What is yodeling?
A: Yodeling is a form of singing which involves repeated and rapid changes
of pitch between the low-pitch chest register and the high-pitch head
register or falsetto.
Where was alpine yodeling a longtime rural tradition?
A: In Europe.
It became popular in the 1830s as entertainment in
what?
A: Theaters and music halls.
In Europe, yodeling is still a major feature of what?

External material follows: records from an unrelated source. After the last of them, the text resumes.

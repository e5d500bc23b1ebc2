//! Staked operators as seen through the registry.

use rust_decimal::Decimal;
use serde::{Deserialize, Serialize};

use crate::{OperatorId, PoolId};

/// A registered operator.
///
/// The core reads `stake_weight` for selection and tallying and
/// `public_key` to authenticate votes. `reliability_score` is carried for
/// the registry's own bookkeeping.
#[derive(Debug, Clone, PartialEq, Eq, Serialize, Deserialize)]
pub struct Operator {
    pub id: OperatorId,
    pub public_key: [u8; 32],
    pub stake_weight: u64,
    pub reliability_score: Decimal,
}

impl Operator {
    /// Operator whose id is its ed25519 public key.
    #[must_use]
    pub fn new(public_key: [u8; 32], stake_weight: u64) -> Self {
        Self {
            id: OperatorId(public_key),
            public_key,
            stake_weight,
            reliability_score: Decimal::ONE,
        }
    }

    #[must_use]
    pub fn is_eligible(&self) -> bool {
        self.stake_weight > 0
    }
}

/// Read-only view of a pool's operators, captured once when a task is
/// assigned. Operators are kept sorted by id.
#[derive(Debug, Clone, PartialEq, Eq, Serialize, Deserialize)]
pub struct OperatorSnapshot {
    pub pool_id: PoolId,
    operators: Vec<Operator>,
}

impl OperatorSnapshot {
    #[must_use]
    pub fn new(pool_id: PoolId, mut operators: Vec<Operator>) -> Self {
        operators.sort_by_key(|o| o.id);
        operators.dedup_by_key(|o| o.id);
        Self { pool_id, operators }
    }

    #[must_use]
    pub fn operators(&self) -> &[Operator] {
        &self.operators
    }

    #[must_use]
    pub fn get(&self, id: &OperatorId) -> Option<&Operator> {
        self.operators
            .binary_search_by_key(id, |o| o.id)
            .ok()
            .map(|i| &self.operators[i])
    }

    #[must_use]
    pub fn stake_of(&self, id: &OperatorId) -> u64 {
        self.get(id).map_or(0, |o| o.stake_weight)
    }

    /// Operators with positive stake, in id order.
    pub fn eligible(&self) -> impl Iterator<Item = &Operator> {
        self.operators.iter().filter(|o| o.is_eligible())
    }

    #[must_use]
    pub fn total_stake(&self) -> u64 {
        self.operators.iter().map(|o| o.stake_weight).sum()
    }
}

A: Folk music from Switzerland, Austria and southern
Germany and can be
heard in many contemporary folk songs, which are also featured on regular TV
broadcasts.
When were traveling minstrels in the United States
yodeling?
A: In the 19th century.
In 1920, the Victor recording company listed what in
their catalogue?
A: 17 yodels.
In 1928, blending Alpine yodeling with African
American work and blues music styles and traditional folk music, released
his recording "Blue Yodel No. 1"?
A: Jimmie Rodgers.
Blue yodel was a term sometimes used to differentiate
what?
A: The earlier Austrian yodeling from the American form of yodeling
introduced by Rodgers.
Where did it create an instant national craze for
yodeling?
A: In the United States.
When sound films first became available in the
1930s
the industry began to turn out numerous films to meet the nation's
fascination with what?
A: The American cowboy.
The singing cowboy was a subtype of the archetypal
cowboy hero of early Western films, popularized by what?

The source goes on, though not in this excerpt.